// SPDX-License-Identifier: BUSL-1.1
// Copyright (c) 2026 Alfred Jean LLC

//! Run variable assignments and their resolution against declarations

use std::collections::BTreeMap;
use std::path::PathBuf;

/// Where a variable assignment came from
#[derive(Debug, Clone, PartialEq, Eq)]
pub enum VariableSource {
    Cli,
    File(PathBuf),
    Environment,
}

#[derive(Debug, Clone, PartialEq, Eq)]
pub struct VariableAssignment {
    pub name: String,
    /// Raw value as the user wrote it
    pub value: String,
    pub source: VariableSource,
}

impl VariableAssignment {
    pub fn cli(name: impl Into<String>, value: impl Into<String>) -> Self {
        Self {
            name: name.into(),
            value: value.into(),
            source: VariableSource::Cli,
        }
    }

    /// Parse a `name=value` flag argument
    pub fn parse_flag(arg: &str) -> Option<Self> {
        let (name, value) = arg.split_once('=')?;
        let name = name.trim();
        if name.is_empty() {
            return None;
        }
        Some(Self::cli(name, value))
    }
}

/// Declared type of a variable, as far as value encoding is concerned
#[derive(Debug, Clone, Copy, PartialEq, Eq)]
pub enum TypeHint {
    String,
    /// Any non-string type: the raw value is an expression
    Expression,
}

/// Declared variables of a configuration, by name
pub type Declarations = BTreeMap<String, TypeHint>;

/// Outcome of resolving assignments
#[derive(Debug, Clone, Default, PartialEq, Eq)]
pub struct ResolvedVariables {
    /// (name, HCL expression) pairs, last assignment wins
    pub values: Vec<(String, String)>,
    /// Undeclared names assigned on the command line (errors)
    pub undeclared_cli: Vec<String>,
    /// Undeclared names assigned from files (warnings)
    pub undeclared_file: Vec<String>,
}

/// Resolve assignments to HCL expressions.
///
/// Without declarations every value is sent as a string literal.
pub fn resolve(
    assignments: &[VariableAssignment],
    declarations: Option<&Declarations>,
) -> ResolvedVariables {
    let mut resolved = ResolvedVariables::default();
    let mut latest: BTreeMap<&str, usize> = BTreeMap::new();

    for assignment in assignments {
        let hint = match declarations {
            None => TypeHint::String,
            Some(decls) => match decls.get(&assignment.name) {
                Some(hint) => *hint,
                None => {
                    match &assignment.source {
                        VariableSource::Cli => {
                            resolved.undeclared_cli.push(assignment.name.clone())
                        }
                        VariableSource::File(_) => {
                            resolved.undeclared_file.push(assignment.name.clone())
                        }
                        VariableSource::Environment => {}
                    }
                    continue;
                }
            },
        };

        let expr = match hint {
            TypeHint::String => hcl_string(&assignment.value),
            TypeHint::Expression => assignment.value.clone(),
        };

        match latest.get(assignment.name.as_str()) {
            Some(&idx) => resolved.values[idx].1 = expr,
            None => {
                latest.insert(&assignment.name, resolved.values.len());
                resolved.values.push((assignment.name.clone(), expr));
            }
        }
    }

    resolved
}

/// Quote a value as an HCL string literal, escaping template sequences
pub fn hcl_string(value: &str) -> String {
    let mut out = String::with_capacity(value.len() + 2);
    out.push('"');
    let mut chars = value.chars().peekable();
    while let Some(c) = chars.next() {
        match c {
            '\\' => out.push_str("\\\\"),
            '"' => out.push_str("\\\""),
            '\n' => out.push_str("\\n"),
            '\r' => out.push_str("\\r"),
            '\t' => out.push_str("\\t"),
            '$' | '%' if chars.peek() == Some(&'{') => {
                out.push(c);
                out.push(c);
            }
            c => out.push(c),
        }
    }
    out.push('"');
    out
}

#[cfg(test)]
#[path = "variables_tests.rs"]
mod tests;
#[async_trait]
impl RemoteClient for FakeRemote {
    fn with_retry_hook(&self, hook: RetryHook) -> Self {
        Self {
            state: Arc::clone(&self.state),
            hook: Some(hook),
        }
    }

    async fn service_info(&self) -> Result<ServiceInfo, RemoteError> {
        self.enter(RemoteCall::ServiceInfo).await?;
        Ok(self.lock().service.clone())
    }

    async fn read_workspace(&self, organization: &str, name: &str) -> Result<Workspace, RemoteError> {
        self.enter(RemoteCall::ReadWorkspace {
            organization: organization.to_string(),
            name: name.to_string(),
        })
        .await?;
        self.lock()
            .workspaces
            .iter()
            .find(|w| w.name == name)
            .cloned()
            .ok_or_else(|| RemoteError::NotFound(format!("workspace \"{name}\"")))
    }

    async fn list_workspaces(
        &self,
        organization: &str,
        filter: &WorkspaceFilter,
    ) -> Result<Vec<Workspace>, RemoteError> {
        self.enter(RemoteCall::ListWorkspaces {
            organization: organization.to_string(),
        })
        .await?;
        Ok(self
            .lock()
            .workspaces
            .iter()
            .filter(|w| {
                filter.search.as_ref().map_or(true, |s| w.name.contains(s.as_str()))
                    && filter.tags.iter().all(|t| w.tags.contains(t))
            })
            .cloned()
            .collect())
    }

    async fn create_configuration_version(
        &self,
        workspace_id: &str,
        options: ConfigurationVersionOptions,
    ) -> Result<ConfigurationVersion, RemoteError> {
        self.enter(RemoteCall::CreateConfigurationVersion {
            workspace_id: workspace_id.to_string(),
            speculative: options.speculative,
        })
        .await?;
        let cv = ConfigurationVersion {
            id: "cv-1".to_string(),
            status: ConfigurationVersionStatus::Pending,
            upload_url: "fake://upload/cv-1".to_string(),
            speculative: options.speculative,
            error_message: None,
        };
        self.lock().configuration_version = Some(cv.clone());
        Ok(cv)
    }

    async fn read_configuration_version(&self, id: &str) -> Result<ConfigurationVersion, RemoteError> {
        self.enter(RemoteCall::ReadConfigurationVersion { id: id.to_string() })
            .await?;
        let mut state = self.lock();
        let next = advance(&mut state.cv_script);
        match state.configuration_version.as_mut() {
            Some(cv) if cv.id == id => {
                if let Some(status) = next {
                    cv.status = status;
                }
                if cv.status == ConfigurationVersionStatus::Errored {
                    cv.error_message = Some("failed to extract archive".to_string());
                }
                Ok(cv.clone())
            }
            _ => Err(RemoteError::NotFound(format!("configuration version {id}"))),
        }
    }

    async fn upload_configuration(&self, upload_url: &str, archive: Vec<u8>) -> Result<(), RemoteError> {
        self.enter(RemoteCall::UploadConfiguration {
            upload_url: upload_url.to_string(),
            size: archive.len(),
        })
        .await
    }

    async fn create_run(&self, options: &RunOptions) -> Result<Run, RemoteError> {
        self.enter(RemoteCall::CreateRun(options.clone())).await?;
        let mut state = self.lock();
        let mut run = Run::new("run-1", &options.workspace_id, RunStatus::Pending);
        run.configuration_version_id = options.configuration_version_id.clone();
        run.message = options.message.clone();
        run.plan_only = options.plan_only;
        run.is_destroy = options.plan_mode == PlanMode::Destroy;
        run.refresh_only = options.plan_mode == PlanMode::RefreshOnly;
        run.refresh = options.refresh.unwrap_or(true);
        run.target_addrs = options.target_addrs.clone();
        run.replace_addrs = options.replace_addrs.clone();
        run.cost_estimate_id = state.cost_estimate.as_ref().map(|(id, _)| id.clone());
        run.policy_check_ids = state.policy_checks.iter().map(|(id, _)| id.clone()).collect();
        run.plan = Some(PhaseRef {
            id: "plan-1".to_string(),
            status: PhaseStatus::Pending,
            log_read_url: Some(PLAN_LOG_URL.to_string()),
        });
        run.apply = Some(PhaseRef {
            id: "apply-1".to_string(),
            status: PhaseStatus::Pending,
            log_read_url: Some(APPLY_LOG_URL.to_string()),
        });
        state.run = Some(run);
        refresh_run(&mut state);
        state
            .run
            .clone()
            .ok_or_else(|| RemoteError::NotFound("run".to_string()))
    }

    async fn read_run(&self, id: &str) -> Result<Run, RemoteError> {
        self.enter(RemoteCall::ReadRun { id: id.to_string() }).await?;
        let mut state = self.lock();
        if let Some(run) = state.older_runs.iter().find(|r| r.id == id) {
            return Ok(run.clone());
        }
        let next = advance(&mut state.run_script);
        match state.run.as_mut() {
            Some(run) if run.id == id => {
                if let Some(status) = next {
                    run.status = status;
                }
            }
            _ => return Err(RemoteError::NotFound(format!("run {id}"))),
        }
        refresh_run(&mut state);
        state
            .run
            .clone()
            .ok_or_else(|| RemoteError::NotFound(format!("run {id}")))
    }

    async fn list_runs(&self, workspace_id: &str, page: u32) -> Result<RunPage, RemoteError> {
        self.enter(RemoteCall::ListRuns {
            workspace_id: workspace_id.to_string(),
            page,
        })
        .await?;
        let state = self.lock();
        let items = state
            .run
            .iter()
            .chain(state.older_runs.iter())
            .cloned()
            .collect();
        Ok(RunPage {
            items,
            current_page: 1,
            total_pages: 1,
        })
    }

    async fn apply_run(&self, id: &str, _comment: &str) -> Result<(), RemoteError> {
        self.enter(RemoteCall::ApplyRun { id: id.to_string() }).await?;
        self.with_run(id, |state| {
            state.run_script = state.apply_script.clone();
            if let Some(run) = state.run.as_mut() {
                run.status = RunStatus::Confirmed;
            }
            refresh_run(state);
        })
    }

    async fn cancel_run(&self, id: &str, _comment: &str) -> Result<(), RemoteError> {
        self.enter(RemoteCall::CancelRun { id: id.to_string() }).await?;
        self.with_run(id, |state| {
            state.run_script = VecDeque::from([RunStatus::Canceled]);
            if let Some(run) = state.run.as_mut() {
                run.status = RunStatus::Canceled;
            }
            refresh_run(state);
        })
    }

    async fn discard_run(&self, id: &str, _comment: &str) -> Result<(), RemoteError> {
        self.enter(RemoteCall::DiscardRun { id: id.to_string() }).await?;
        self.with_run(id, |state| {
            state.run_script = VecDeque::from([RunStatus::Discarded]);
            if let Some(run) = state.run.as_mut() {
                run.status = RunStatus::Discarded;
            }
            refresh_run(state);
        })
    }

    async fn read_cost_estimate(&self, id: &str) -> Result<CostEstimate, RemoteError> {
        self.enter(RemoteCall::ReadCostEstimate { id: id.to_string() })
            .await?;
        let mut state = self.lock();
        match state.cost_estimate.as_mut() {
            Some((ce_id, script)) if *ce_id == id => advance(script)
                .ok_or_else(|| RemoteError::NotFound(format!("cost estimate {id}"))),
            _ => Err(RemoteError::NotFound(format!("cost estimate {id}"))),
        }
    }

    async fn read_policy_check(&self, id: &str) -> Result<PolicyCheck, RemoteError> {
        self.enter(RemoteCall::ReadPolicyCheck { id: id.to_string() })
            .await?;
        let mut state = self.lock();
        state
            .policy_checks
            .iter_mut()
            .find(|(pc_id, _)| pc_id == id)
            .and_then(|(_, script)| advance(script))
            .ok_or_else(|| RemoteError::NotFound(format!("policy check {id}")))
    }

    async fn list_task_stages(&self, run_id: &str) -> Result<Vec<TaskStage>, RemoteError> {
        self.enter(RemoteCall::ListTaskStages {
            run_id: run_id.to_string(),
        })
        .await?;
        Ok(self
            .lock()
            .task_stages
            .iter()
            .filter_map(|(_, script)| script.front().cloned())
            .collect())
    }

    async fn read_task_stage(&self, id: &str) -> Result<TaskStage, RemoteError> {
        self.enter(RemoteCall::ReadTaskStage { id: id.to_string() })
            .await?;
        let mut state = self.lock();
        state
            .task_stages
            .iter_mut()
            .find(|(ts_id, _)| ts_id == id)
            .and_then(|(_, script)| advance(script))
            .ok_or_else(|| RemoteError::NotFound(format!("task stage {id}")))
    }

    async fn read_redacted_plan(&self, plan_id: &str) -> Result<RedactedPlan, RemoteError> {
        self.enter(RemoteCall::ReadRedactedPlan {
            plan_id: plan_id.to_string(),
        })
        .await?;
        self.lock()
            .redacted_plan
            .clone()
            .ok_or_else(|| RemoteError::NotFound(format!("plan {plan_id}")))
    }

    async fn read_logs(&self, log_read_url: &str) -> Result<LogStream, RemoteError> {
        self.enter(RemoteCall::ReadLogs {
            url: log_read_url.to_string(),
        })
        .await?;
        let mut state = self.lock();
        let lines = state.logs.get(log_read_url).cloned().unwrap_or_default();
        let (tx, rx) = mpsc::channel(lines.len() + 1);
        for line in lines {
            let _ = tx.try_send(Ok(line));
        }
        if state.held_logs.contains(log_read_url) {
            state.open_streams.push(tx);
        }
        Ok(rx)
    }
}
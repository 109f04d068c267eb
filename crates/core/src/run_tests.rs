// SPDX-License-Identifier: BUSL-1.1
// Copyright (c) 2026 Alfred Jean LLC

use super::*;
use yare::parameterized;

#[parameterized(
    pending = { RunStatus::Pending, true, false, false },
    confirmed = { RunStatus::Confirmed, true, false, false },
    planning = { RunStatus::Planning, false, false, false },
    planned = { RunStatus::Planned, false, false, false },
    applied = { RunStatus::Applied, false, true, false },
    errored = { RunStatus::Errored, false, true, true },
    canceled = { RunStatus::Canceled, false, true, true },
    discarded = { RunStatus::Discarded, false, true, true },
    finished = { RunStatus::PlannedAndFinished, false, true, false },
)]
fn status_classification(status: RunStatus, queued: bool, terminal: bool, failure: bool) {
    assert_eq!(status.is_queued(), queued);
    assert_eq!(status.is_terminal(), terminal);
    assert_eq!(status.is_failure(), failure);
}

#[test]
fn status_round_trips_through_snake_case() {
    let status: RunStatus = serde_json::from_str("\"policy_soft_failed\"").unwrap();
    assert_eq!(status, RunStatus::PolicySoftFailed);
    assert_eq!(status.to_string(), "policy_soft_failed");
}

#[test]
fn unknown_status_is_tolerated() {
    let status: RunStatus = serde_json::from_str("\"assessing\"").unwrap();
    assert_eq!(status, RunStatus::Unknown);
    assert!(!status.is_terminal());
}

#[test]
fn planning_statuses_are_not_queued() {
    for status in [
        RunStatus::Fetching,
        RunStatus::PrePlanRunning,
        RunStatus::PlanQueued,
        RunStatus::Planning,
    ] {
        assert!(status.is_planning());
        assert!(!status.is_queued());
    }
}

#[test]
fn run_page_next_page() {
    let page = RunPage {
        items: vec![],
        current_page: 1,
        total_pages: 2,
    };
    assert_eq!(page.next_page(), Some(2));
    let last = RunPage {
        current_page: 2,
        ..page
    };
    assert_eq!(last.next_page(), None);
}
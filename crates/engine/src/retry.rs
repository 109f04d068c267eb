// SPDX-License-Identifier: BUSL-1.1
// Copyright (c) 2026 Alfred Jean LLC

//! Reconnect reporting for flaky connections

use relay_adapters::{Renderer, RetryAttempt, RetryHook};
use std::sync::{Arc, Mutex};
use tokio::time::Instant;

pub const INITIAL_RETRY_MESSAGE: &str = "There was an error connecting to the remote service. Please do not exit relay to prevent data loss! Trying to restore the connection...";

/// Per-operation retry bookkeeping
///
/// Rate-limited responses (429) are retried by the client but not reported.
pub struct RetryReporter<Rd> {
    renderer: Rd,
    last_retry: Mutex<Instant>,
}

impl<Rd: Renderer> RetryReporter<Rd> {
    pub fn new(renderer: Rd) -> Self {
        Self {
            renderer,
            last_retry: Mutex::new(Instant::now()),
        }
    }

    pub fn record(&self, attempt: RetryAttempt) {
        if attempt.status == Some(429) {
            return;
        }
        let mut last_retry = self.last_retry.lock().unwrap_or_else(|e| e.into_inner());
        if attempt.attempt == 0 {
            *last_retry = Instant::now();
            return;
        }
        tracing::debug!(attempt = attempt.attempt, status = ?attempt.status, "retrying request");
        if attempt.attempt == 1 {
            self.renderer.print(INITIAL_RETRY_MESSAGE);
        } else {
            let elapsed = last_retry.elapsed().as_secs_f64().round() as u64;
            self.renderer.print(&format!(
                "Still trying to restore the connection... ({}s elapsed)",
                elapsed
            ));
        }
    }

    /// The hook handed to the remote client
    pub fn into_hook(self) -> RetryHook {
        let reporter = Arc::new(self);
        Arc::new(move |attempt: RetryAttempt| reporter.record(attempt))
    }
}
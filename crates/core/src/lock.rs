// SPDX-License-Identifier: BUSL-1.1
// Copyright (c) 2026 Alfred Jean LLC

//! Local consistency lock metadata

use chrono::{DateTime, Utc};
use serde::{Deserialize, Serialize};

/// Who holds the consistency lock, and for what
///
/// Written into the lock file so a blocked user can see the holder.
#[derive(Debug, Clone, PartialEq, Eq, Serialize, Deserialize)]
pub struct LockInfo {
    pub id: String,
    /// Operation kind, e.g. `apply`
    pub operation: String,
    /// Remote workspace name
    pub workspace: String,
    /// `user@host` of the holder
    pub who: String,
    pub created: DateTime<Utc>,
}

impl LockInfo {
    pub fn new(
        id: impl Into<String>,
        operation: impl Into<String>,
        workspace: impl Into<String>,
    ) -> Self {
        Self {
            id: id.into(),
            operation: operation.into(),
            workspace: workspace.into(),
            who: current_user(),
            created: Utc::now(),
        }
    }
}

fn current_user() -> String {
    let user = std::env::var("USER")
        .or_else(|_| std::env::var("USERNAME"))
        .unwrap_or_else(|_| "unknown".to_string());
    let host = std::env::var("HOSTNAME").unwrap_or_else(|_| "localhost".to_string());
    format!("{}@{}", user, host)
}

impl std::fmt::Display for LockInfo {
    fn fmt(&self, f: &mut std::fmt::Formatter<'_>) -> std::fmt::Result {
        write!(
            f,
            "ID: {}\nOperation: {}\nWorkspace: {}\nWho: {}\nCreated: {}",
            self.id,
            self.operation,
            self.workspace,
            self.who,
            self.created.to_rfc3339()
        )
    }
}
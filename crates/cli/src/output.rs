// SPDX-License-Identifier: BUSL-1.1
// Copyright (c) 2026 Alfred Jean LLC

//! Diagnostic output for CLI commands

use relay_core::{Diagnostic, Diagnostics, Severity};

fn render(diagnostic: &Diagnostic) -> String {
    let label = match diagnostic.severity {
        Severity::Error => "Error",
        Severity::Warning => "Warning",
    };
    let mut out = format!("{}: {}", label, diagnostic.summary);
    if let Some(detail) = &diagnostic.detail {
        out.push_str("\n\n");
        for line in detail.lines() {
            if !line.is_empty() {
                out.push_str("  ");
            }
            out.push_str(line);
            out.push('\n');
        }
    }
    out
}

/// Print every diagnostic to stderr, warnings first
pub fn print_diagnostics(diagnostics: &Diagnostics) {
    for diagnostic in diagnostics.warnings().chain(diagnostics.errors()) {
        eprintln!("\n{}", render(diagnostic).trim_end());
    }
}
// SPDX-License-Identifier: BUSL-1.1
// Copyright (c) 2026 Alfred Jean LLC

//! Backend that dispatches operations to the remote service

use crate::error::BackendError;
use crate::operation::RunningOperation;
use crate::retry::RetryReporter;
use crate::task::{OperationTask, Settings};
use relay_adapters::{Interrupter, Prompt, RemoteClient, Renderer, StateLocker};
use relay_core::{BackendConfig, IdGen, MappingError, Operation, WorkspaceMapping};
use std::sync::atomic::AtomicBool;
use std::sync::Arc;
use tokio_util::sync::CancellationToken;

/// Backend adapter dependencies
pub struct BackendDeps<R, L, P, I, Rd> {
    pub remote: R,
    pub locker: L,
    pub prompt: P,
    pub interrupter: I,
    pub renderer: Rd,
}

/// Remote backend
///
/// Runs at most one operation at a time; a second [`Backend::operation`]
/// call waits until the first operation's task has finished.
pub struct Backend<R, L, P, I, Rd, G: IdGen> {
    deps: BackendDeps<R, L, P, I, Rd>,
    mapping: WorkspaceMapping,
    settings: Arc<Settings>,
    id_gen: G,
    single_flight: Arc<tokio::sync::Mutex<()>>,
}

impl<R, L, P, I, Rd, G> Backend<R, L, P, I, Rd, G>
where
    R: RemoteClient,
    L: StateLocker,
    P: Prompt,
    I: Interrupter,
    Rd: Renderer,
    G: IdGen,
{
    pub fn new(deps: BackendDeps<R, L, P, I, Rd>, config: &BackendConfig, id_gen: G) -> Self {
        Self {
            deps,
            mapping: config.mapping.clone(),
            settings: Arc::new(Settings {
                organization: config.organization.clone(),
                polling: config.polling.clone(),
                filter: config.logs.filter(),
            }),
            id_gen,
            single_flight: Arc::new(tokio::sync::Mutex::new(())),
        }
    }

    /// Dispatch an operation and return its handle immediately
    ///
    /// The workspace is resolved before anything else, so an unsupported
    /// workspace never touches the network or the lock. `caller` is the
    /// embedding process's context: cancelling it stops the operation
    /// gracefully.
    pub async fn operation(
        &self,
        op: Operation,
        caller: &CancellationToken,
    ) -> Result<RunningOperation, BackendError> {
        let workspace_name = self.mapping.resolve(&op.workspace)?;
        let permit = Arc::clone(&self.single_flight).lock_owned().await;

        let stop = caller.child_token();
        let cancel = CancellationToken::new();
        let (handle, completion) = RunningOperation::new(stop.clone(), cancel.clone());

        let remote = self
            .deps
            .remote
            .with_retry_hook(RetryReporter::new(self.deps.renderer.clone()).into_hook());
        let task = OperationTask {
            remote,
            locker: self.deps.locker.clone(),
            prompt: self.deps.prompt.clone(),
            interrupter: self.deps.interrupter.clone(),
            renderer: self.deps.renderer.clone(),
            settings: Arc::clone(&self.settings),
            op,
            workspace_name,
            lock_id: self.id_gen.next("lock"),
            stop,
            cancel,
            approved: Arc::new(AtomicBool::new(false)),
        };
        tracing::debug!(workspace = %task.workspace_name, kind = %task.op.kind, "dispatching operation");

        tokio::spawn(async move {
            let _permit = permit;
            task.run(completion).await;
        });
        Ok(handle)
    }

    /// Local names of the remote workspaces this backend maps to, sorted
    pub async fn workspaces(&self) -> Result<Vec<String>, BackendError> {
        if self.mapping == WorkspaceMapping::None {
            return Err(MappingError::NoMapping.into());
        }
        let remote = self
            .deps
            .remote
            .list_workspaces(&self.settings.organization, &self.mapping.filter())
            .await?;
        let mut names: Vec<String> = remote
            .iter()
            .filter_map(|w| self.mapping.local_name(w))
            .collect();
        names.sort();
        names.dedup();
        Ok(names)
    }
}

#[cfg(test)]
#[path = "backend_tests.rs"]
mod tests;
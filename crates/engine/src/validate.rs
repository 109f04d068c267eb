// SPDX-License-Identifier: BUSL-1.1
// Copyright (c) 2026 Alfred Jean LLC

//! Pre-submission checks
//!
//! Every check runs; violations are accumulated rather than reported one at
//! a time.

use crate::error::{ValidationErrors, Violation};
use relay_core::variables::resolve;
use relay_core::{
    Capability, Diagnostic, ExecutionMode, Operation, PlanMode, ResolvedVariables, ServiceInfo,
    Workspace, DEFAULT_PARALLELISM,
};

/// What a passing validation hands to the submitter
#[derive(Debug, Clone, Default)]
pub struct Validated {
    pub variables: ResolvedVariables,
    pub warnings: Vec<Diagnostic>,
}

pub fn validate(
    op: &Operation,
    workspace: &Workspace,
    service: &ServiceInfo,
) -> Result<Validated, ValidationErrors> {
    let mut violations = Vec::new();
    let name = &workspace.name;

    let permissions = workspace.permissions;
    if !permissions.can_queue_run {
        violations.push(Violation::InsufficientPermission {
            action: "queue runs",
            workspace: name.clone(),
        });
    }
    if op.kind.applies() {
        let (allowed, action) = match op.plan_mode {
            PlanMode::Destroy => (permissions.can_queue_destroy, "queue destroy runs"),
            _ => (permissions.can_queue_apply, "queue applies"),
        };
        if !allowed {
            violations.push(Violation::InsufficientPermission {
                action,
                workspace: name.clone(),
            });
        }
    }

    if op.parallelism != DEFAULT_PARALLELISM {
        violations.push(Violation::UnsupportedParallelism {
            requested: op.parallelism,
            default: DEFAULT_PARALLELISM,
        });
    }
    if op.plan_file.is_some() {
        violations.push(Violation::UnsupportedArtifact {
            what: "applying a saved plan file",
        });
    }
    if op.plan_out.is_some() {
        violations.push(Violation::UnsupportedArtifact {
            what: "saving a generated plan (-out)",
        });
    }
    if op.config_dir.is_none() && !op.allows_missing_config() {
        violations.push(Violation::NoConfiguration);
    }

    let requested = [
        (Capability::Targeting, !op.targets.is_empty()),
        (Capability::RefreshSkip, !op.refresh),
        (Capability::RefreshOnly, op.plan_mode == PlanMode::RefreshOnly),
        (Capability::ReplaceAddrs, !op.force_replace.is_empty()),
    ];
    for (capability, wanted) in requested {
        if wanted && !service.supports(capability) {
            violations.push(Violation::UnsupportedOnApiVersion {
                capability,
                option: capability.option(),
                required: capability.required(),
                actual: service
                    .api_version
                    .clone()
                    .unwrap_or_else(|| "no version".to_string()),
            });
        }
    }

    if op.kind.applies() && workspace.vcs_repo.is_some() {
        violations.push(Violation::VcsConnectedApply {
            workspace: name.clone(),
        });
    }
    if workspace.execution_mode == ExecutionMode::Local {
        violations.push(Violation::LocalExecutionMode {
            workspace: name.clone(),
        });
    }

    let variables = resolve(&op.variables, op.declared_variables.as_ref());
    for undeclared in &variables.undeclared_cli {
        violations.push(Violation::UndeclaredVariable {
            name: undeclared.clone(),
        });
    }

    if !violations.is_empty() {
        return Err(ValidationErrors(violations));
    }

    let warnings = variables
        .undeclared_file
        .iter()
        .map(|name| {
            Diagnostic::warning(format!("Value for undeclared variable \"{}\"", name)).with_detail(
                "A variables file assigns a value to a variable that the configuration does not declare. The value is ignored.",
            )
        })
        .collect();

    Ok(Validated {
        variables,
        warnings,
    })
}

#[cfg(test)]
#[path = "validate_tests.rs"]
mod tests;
- - - - - - -
--- Exercise ---
Your answer must be a single number: how many lines of the records contain the word "handle".

--- Reply ---
3